最好的操作是用描述符(descriptor protocol,定义了语言如何解释属性访问):
class Grade:
def __get__(self, instance, instance_type):
...
def __set__(self, instance, value):
...
class Exam:
# Class attributes
math_grade = Grade()
writing_grade = Grade()
science_grade = Grade()
exam = Exam()
# 当调用这个的时候
exam.writing_grade = 40
# 等价于这个表达式
Exam.__dict__['writing_grade'].__set__(exam, 40)
# 同理
exam.writing_grade
Exam.__dict__['writing_grade'].__get__(exam, Exam)
访问getattribute的时候,如果实例变量没有,则会用类变量。
如果实现了__get__和__set__方法,则假定要用描述符协议。
class Grade:
def __init__(self):
self._value = 0
def __get__(self, instance, instance_type):
return self._value
def __set__(self, instance, value):
if not (0 <= value <= 100):
raise ValueError(
'Grade must be between 0 and 100')
self._value = value
然而,这是错误的,在单一类变量上面操作:
class Exam:
math_grade = Grade()
writing_grade = Grade()
science_grade = Grade()
first_exam = Exam()
first_exam.writing_grade = 82
first_exam.science_grade = 99
print('Writing', first_exam.writing_grade)
print('Science', first_exam.science_grade)
>>>
Writing 82
Science 99
second_exam = Exam()
second_exam.writing_grade = 75
print(f'Second {second_exam.writing_grade} is right')
print(f'First {first_exam.writing_grade} is wrong; '
f'should be 82')
>>>
Second 75 is right
First 75 is wrong; should be 82
应该对每个实例变量维护相应的结果:
class Grade:
def __init__(self):
self._values = {}
def __get__(self, instance, instance_type):
if instance is None:
return self
return self._values.get(instance, 0)
def __set__(self, instance, value):
if not (0 <= value <= 100):
raise ValueError(
'Grade must be between 0 and 100')
self._values[instance] = value
虽然实现容易,但是会造成内存泄漏。_values会一直持有每个实例的引用。
为了解决,可以用weakref,让python自己来管理引用,当实例不再使用时,字典会为空。

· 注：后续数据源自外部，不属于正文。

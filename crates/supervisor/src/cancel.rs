//! Cancellation flag shared across supervision triggers

use std::sync::atomic::{AtomicBool, Ordering};
use std::sync::Arc;

/// A cheap, cloneable cancellation flag
///
/// Waits in the supervisor are all timeout-bounded, so a plain atomic is
/// enough; setters never need to wake a sleeper early by more than one
/// poll interval.
#[derive(Debug, Clone, Default)]
pub struct CancelFlag {
    flag: Arc<AtomicBool>,
}

impl CancelFlag {
    #[must_use]
    pub fn new() -> Self {
        Self::default()
    }

    pub fn cancel(&self) {
        self.flag.store(true, Ordering::Release);
    }

    #[must_use]
    pub fn is_cancelled(&self) -> bool {
        self.flag.load(Ordering::Acquire)
    }
}

#[cfg(test)]
mod tests {
    use super::*;

    #[test]
    fn cancel_is_visible_to_clones() {
        let flag = CancelFlag::new();
        let clone = flag.clone();
        assert!(!clone.is_cancelled());
        flag.cancel();
        assert!(clone.is_cancelled());
    }
}
//! Request input validation error types
//!
//! Input errors are rejected at the server boundary and never enter the
//! provisioning pipeline.

use thiserror::Error;

#[derive(Debug, Clone, Error)]
pub enum InputError {
    #[error("missing required field: {field}")]
    MissingField { field: String },

    #[error("no image source: one of cache_key, download_url, local_image_path is required")]
    MissingImageSource,

    #[error("conflicting image sources: specify exactly one of cache_key, download_url, local_image_path")]
    ConflictingImageSources,

    #[error("invalid request document: {message}")]
    MalformedDocument { message: String },

    #[error("invalid device identifier: {device}")]
    InvalidDevice { device: String },
}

from weakref import WeakKeyDictionary
class Grade:
def __init__(self):
self._values = WeakKeyDictionary()
def __get__(self, instance, instance_type):
...
def __set__(self, instance, value):
...
这样,所有的东西都可以正常工作了:
class Exam:
math_grade = Grade()
writing_grade = Grade()
science_grade = Grade()
first_exam = Exam()
first_exam.writing_grade = 82
second_exam = Exam()
second_exam.writing_grade = 75
print(f'First {first_exam.writing_grade} is right')
print(f'Second {second_exam.writing_grade} is right')
>>>
First 82 is right
Second 75 is right
- Item47: 对于懒惰(Lazy)的属性,使用getattr, getattribute, and setattr
比如用对象来表示数据库里的记录。代码也必须知道数据库的样子,但是在 Python 中,将 Python 对象连接到数据库的代码不需要显式指定记录的模式,而是通用的。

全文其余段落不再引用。